Ditto about getting a good massage from a therapist you can trust with your feelings, as well as with your body.

makbike
07-12-2007, 09:42 AM
Thanks for all the support and kind words. The hormones seem to have quieted down for the time being - there still is a sense of "blueness" but nothing like it was earlier in the week. I have an appointment to see my counselor this afternoon and I'm looking forward to our session. She has great insight and is so positive. I'm taking myself shopping tomorrow. Time to purchase some clothes that fit before the school year begin in two weeks.

I rode hard last night - an attempt to work off some of the negative energy that had built up in my being. I was exhausted when I got back to the car but I could tell there had been a shift in my mood. I kept telling myself, "since you can't punch him, push his away with each stroke of the pedals." I guess it worked to some degree for I as climbing like there was no tomorrow yesterday evening.

Thanks again for all your support and ideas. It is very comforting to know I'm not alone at the moment.

uforgot
07-12-2007, 10:27 AM
Here's something I did when I was in the same situation as you, I scoured the internet (and amazon.com) for trails and rides I had never ridden before. I've even traveled to other states, (KOAs everywhere!) and have ridden in places I've never been. You can leave early Sat or Friday night and get home Sunday. Let the house collect dust, this is for YOU! It worked wonders for me! I recommend you stay away from club rides and other places where your ex is. At least for awhile. No contact, that's the only way to let time do it's work!

Duck on Wheels
07-12-2007, 11:07 AM
...I rode hard last night - an attempt to work off some of the negative energy that had built up in my being. I was exhausted when I got back to the car but I could tell there had been a shift in my mood. I kept telling myself, "since you can't punch him, push his away with each stroke of the pedals." I guess it worked to some degree for I as climbing like there was no tomorrow yesterday evening. ...

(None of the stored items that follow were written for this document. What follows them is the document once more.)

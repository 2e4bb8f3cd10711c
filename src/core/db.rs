use crate::core::error;
use crate::core::schemas;
use rusqlite::Connection;
use std::path::{Path, PathBuf};

pub fn db_connect(db_path: &str) -> Result<Connection, error::AutomationError> {
    let conn = Connection::open(db_path)?;
    conn.busy_timeout(std::time::Duration::from_secs(5))
        .map_err(error::AutomationError::RusqliteError)?;
    conn.query_row("PRAGMA journal_mode=WAL;", [], |_| Ok(()))
        .map_err(error::AutomationError::RusqliteError)?;
    Ok(conn)
}

pub fn automation_db_path(data_dir: &Path) -> PathBuf {
    data_dir.join(schemas::AUTOMATION_DB_NAME)
}

/// Create every automation table if missing. Idempotent.
pub fn initialize_automation_db(conn: &Connection) -> Result<(), error::AutomationError> {
    for stmt in schemas::AUTOMATION_DB_SCHEMA_ALL {
        conn.execute(stmt, [])?;
    }
    Ok(())
}
//! Core modules shared by every automation subsystem.
//!
//! Errors, configuration, the persistent-store thin waist, and output helpers
//! live here. Subsystems (rules, cache, state, analyzers) live in `plugins`.

pub mod broker;
pub mod config;
pub mod db;
pub mod error;
pub mod output;
pub mod schemas;
pub mod store;
pub mod time;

Ah yes. Forgot about that part. I was lucky enough that we were lowering our basement floor at the time. DH had brought in a big compressor drill and cut the cement into squares. I went down there with the sledgehammer and SMASHED those babies, imagining this and that person's head lying there -- Take that you anti-semitic boss *****! Take that you wimpy dean who can't stand up to her! The cement squares made the most satisfying whoomp sound when I smashed them. :D Then, when I ran out of cement floor, I got one of those inflatable clowns with a sandbag in the bottom. Too bad the inflatables of Munch's "Scream" had a flat bottom, so I had to go with a clown one that would roll with the punches. It's now "wilted" in one corner of the new basement bathroom. Maybe I should pack it up and send it to you?

Starfish
07-12-2007, 06:59 PM
Hey MakBike, glad to hear it! Keep us posted!

Wahine
07-12-2007, 08:13 PM
You've had a lot of very good advice here and I would support everything that everyone has said. I do have a little bit of a different angle to reveal. I am trained in traditional chinese medicine (TCM) and PMS as well as cysts are related to problems that can be treated with herbs and acupuncture. It would be worth checking out. In addition to this, being under anaesthetic can misalign your "bodies" of energy - physical, spiritual, mental and emotional. These things can be addressed with a special type of AC treatment called a vital alignment but it's hard to find a practioner that does this. Yoga also helps with this as it realigns the chakras.

As for the exBF, the compassionate thing to say would be that he did what he had to at the time and like LBTC said, you are where you are right now because you need to be there and you will ultimately come out of this a more enlightened person. The other side of me wants to say, "Throw a wrench in his spokes at the next club ride."